Seit dem Start des Fonds zum Jahresbeginn gilt für die Kassen: Je älter und kränker ein Versicherter, desto mehr Geld erhalten sie für ihn. Für 80 ausgewählte Krankheiten - chronische und kostspielige - bekommen sie besondere Zuschläge. Zur Einordnung müssen Ärzte bei jeder Diagnose einen genauen Code angeben.

Der AOK Bundesverband klagt, diese Codes seien oft nicht korrekt. In extremen Fällen gingen einer Kasse dadurch Tausende Euro pro Patient verloren, sagt Sprecher Udo Barske und findet: «Das ist nicht verantwortbar.» Vorwürfe, es gehe bei Aktionen wie in Hildesheim um Korruption, kann er nicht nachvollziehen. «Wir wollen nur erreichen, dass ordentlich gearbeitet wird», betont Barske. Es gehe allein um die «richtige» Codierung.
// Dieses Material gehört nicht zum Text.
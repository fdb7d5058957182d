//! Frontend Bites: small, production-style UI interaction patterns
//! (debounced search, infinite scroll, a persisted theme toggle) shown in a
//! terminal UI.

pub mod bites;
pub mod catalog;
pub mod cli;
pub mod config;
pub mod logging;
pub mod preferences;
pub mod shutdown;
pub mod theme;
pub mod ui;
//! Runs producer calls on a tokio runtime and reports completions back to
//! the owning event loop.

use std::sync::Arc;

use scopeguard::ScopeGuard;
use tokio::runtime::Handle;
use tokio::task::JoinHandle;

use super::loader::FetchTicket;
use super::producer::{Producer, ProducerError};

/// Result of one producer call, tagged with the ticket that started it.
#[derive(Debug)]
pub struct FetchCompletion<T> {
    pub ticket: FetchTicket,
    pub result: Result<Vec<T>, ProducerError>,
}

/// Spawn `producer.fetch_more()` and hand its result to `sink`.
///
/// The sink is called exactly once. If the task is dropped before the
/// producer finishes (abort, panic, or runtime shutdown), the sink receives a
/// [`ProducerError`] so the loader never stays stuck in the loading state.
pub fn spawn_fetch<T, S>(
    handle: &Handle,
    producer: Arc<dyn Producer<T>>,
    ticket: FetchTicket,
    sink: S,
) -> JoinHandle<()>
where
    T: Send + 'static,
    S: FnOnce(FetchCompletion<T>) + Send + 'static,
{
    let guard = scopeguard::guard((sink, ticket), |(sink, ticket)| {
        tracing::warn!("fetch task ended before the producer finished");
        sink(FetchCompletion {
            ticket,
            result: Err(ProducerError::new("fetch was interrupted")),
        });
    });

    handle.spawn(async move {
        let result = producer.fetch_more().await;
        let (sink, ticket) = ScopeGuard::into_inner(guard);
        sink(FetchCompletion { ticket, result });
    })
}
Nach dem Aufruhr bei Anderten und seinen Kollegen holte sich die AOK in Niedersachsen die Kassenärztliche Vereinigung (KV) an ihre Seite. Beide verschicken nun gemeinsam Briefe an die Arztpraxen im Land. Das Anliegen ist geblieben - und die Zehn-Euro-Offerte auch.
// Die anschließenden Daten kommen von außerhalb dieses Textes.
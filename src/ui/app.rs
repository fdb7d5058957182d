use std::sync::mpsc::Sender;
use std::sync::Arc;
use std::time::Instant;

use tokio::runtime::Handle;

use crate::bites::demo_items::DemoItem;
use crate::bites::infinite::{
    spawn_fetch, FetchCompletion, FetchTicket, LoadOutcome, Producer, VisibilityObserver,
};
use crate::catalog::Route;
use crate::config::ConfigStore;
use crate::theme::{ThemeController, ThemeMode};
use crate::ui::events::AppEvent;
use crate::ui::landing::{LandingIntent, LandingReducer, LandingState};
use crate::ui::layout::scroll_list_rect;
use crate::ui::mvi::Reducer;
use crate::ui::scroll_page::ScrollPage;
use crate::ui::search_page::SearchPage;

/// Generic MVI dispatch: takes current state, runs reducer, stores result.
macro_rules! dispatch_mvi {
    ($self:expr, $field:ident, $reducer:ty, $intent:expr) => {
        $self.$field = <$reducer>::reduce(std::mem::take(&mut $self.$field), $intent);
    };
}

/// Runs producer calls on the tokio runtime and posts their results back
/// into the event loop.
#[derive(Clone)]
pub struct FetchSpawner {
    handle: Handle,
    events: Sender<AppEvent>,
}

impl FetchSpawner {
    pub fn new(handle: Handle, events: Sender<AppEvent>) -> Self {
        Self { handle, events }
    }

    fn spawn(&self, producer: Arc<dyn Producer<DemoItem>>, ticket: FetchTicket) {
        let events = self.events.clone();
        spawn_fetch(&self.handle, producer, ticket, move |completion| {
            if events.send(AppEvent::Fetch(completion)).is_err() {
                tracing::debug!("event loop gone, dropping fetch result");
            }
        });
    }
}

/// The page currently on screen. Leaving a page drops its state.
pub enum Page {
    Landing,
    Search(SearchPage),
    Scroll(ScrollPage),
}

pub struct App {
    should_quit: bool,
    size: Option<(u16, u16)>,
    config: ConfigStore,
    theme: ThemeController,
    /// Landing page state (MVI pattern).
    landing: LandingState,
    page: Page,
    observer: VisibilityObserver,
    fetch_spawner: Option<FetchSpawner>,
    ticks: u64,
    notice: Option<String>,
}

impl App {
    pub fn new(config: ConfigStore, theme: ThemeController) -> Self {
        Self {
            should_quit: false,
            size: None,
            config,
            theme,
            landing: LandingState::default(),
            page: Page::Landing,
            observer: VisibilityObserver::new(),
            fetch_spawner: None,
            ticks: 0,
            notice: None,
        }
    }

    pub fn set_fetch_spawner(&mut self, spawner: FetchSpawner) {
        self.fetch_spawner = Some(spawner);
    }

    pub fn should_quit(&self) -> bool {
        self.should_quit
    }

    pub fn request_quit(&mut self) {
        self.should_quit = true;
    }

    pub fn route(&self) -> Route {
        match self.page {
            Page::Landing => Route::Landing,
            Page::Search(_) => Route::DebounceSearch,
            Page::Scroll(_) => Route::InfiniteScroll,
        }
    }

    pub fn theme_mode(&self) -> ThemeMode {
        self.theme.mode()
    }

    pub fn landing(&self) -> &LandingState {
        &self.landing
    }

    pub fn search_page(&self) -> Option<&SearchPage> {
        match &self.page {
            Page::Search(page) => Some(page),
            _ => None,
        }
    }

    pub fn search_page_mut(&mut self) -> Option<&mut SearchPage> {
        match &mut self.page {
            Page::Search(page) => Some(page),
            _ => None,
        }
    }

    pub fn scroll_page(&self) -> Option<&ScrollPage> {
        match &self.page {
            Page::Scroll(page) => Some(page),
            _ => None,
        }
    }

    pub fn scroll_page_mut(&mut self) -> Option<&mut ScrollPage> {
        match &mut self.page {
            Page::Scroll(page) => Some(page),
            _ => None,
        }
    }

    pub fn observer(&self) -> &VisibilityObserver {
        &self.observer
    }

    /// Tick counter, used for spinner frames.
    pub fn ticks(&self) -> u64 {
        self.ticks
    }

    /// One-line message shown in the footer until the next key press.
    pub fn notice(&self) -> Option<&str> {
        self.notice.as_deref()
    }

    pub fn clear_notice(&mut self) {
        self.notice = None;
    }

    pub fn dispatch_landing(&mut self, intent: LandingIntent) {
        dispatch_mvi!(self, landing, LandingReducer, intent);
    }

    /// Replace the current page. The previous page's state is dropped.
    pub fn open(&mut self, route: Route) {
        let config = self.config.get();
        self.page = match route {
            Route::Landing => Page::Landing,
            Route::DebounceSearch => Page::Search(SearchPage::new(&config.search)),
            Route::InfiniteScroll => Page::Scroll(ScrollPage::new(
                &config,
                &self.observer,
                self.scroll_viewport_height(),
            )),
        };
        tracing::info!(route = route.title(), "page opened");
    }

    pub fn open_selected(&mut self) {
        if let Some(bite) = self.landing.selected_bite() {
            self.open(bite.route);
        }
    }

    pub fn go_back(&mut self) {
        self.open(Route::Landing);
    }

    /// Drop the current page, cancelling its timers and fetches.
    pub fn close_page(&mut self) {
        self.page = Page::Landing;
    }

    pub fn toggle_theme(&mut self) {
        let mode = self.theme.toggle();
        tracing::info!(%mode, "theme toggled");
    }

    pub fn reload_config(&mut self) {
        self.notice = Some(match self.config.reload() {
            Ok(()) => "Config reloaded".to_string(),
            Err(err) => {
                tracing::warn!(error = %err, "config reload failed");
                format!("Config error: {err}")
            }
        });
    }

    pub fn on_tick(&mut self) {
        self.ticks = self.ticks.wrapping_add(1);
        if self.theme.sync_external() {
            tracing::info!(mode = %self.theme.mode(), "theme changed by another session");
        }
    }

    pub fn on_resize(&mut self, cols: u16, rows: u16) {
        self.size = Some((cols, rows));
        let height = self.scroll_viewport_height();
        if let Some(page) = self.scroll_page_mut() {
            page.set_viewport_height(height);
        }
    }

    fn scroll_viewport_height(&self) -> usize {
        self.size
            .map_or(0, |(cols, rows)| scroll_list_rect(cols, rows).height as usize)
    }

    /// Advance debounce timers and start fetches whose sentinel came into range.
    pub fn poll_timers(&mut self, now: Instant) {
        let mut request = None;
        match &mut self.page {
            Page::Landing => {}
            Page::Search(page) => {
                page.poll(now);
            }
            Page::Scroll(page) => {
                if let Some(ticket) = page.poll_visibility(now) {
                    request = Some((page.producer(), ticket));
                }
            }
        }
        if let Some((producer, ticket)) = request {
            match &self.fetch_spawner {
                Some(spawner) => spawner.spawn(producer, ticket),
                None => tracing::warn!("no fetch runtime attached, fetch left pending"),
            }
        }
    }

    /// Earliest instant a timer needs servicing, if any.
    pub fn next_deadline(&self) -> Option<Instant> {
        self.search_page().and_then(SearchPage::next_deadline)
    }

    pub fn on_fetch(&mut self, completion: FetchCompletion<DemoItem>, now: Instant) -> LoadOutcome {
        match &mut self.page {
            Page::Scroll(page) if page.loader().id() == completion.ticket.loader() => {
                page.on_fetch(completion, now)
            }
            _ => {
                tracing::debug!("fetch result for a closed page discarded");
                LoadOutcome::Discarded
            }
        }
    }
}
Anderten ist besänftigt. Mit der zwischengeschalteten KV sei das Ganze zumindest formal korrekt, meint er. Viele sehen das anders. Medizinerverbände und auch das Bundesgesundheitsministerium überschlagen sich mit Warnungen vor Korruption und Manipulation.

Auch beim Ärzteverband NAV-Virchow-Bund melden sich immer wieder entrüstete Mediziner. Zuletzt schickte eine Psychiaterin aus Niedersachsen das Schreiben von AOK und KV an den Verband und fragte um Rat. «Lasse mich nicht kaufen!» hatte sie neben die Passage mit dem Zehn-Euro-Angebot gekritzelt. Auf den ersten Blick seien die Briefe rechtlich einwandfrei, sagt Verbandssprecher Klaus Greppmeir, «aber die Absicht dahinter ist, Patienten kränker zu schreiben, als sie sind.»
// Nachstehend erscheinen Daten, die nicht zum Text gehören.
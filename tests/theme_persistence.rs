//! Theme controller backed by the on-disk preference store.

use frontend_bites::preferences::{ChangeOrigin, FilePreferenceStore, PreferenceStore};
use frontend_bites::theme::{SystemAppearance, ThemeController, ThemeMode, THEME_KEY};
use std::sync::Arc;
use tempfile::TempDir;

const DARK_SYSTEM: SystemAppearance = SystemAppearance { prefers_dark: true };
const LIGHT_SYSTEM: SystemAppearance = SystemAppearance {
    prefers_dark: false,
};

fn open(dir: &TempDir) -> Arc<FilePreferenceStore> {
    Arc::new(FilePreferenceStore::open(dir.path().join("preferences.json")).unwrap())
}

#[test]
fn nothing_saved_follows_system() {
    let dir = TempDir::new().unwrap();
    assert_eq!(ThemeController::load(open(&dir), DARK_SYSTEM).mode(), ThemeMode::Dark);
    assert_eq!(ThemeController::load(open(&dir), LIGHT_SYSTEM).mode(), ThemeMode::Light);
}

#[test]
fn toggle_survives_restart() {
    let dir = TempDir::new().unwrap();
    let mut theme = ThemeController::load(open(&dir), LIGHT_SYSTEM);
    assert_eq!(theme.toggle(), ThemeMode::Dark);
    drop(theme);

    let reopened = ThemeController::load(open(&dir), LIGHT_SYSTEM);
    assert_eq!(reopened.mode(), ThemeMode::Dark);

    let raw = std::fs::read_to_string(dir.path().join("preferences.json")).unwrap();
    assert!(raw.contains("\"dark\""));
}

#[test]
fn toggle_is_broadcast_to_subscribers() {
    let dir = TempDir::new().unwrap();
    let store = open(&dir);
    let mut rx = store.subscribe();
    let mut theme = ThemeController::load(store, DARK_SYSTEM);

    theme.toggle();
    let change = rx.try_recv().unwrap();
    assert_eq!(change.key, THEME_KEY);
    assert_eq!(change.value.as_deref(), Some("light"));
    assert_eq!(change.origin, ChangeOrigin::Local);
}

#[test]
fn second_session_sees_toggle_on_poll() {
    let dir = TempDir::new().unwrap();
    let mut first = ThemeController::load(open(&dir), LIGHT_SYSTEM);
    let mut second = ThemeController::load(open(&dir), LIGHT_SYSTEM);

    first.toggle();
    assert!(second.sync_external());
    assert_eq!(second.mode(), ThemeMode::Dark);
}

#[test]
fn unreadable_value_falls_back_to_system() {
    let dir = TempDir::new().unwrap();
    let store = open(&dir);
    store.write(THEME_KEY, "sepia").unwrap();
    assert_eq!(ThemeController::load(store, DARK_SYSTEM).mode(), ThemeMode::Dark);
}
Die KV Niedersachsen wehrt sich vehement gegen solche Vorwürfe. «Es wird kein Gesunder zu einem Kranken gemacht», sagt Sprecher Detlef Haffke. Die zehn Euro bekomme ein Arzt auch, wenn es bei der alten Diagnose bleibe. Das Geld sei nur eine Entschädigung für den Arbeitsaufwand.

Die AOK ist nicht die einzige Kasse, die wegen Codierungen auf Ärzte zugeht. Auch die BKK beteiligt sich nach eigenen Angaben an solchen Aktionen. Geld werde jedoch nicht gezahlt.

Andere Kassen beäugen die Aktivitäten der Konkurrenz indessen mit großem Ärger. AOK und BKK sind in den Ländern organisiert und stehen unter der Aufsicht der Landessozialministerien. Für die großen bundesweiten Kassen wie Barmer oder Techniker Krankenkasse (TK) ist dagegen das Bundesversicherungsamt zuständig. Von dort kommt eine klare Ansage: dass Kassen außerplanmäßig Diagnosen überprüfen, um die Informationen für die Zuwendungen aus dem Gesundheitsfonds zu nutzen, hält die Behörde für unzulässig. In den Ländern gibt es diese Vorgabe nicht.

Barmer und TK fühlen sich ungerecht behandelt. Sie halten sich an die Vorgabe von oben, lehnen Aktionen wie die der AOK ab - und fordern gleiche Regeln für alle. Wenn sich die Praxis durchsetze, müsse sonst auch ihre Kasse irgendwann auf Ärzte zugehen, sagt TK-Sprecherin Dorothee Meusch. Schuld sei vor allem der Gesundheitsfonds, «weil er die Anreize setzt, Krankheit zu dokumentieren und nicht, sich um Kranke zu kümmern». Das sieht auch die KV Niedersachsen so - bei allen sonstigen Differenzen. Haffke sagt, schon vor der Fonds-Einführung sei absehbar gewesen, «dass die Kassen Jagd auf Kranke machen würden».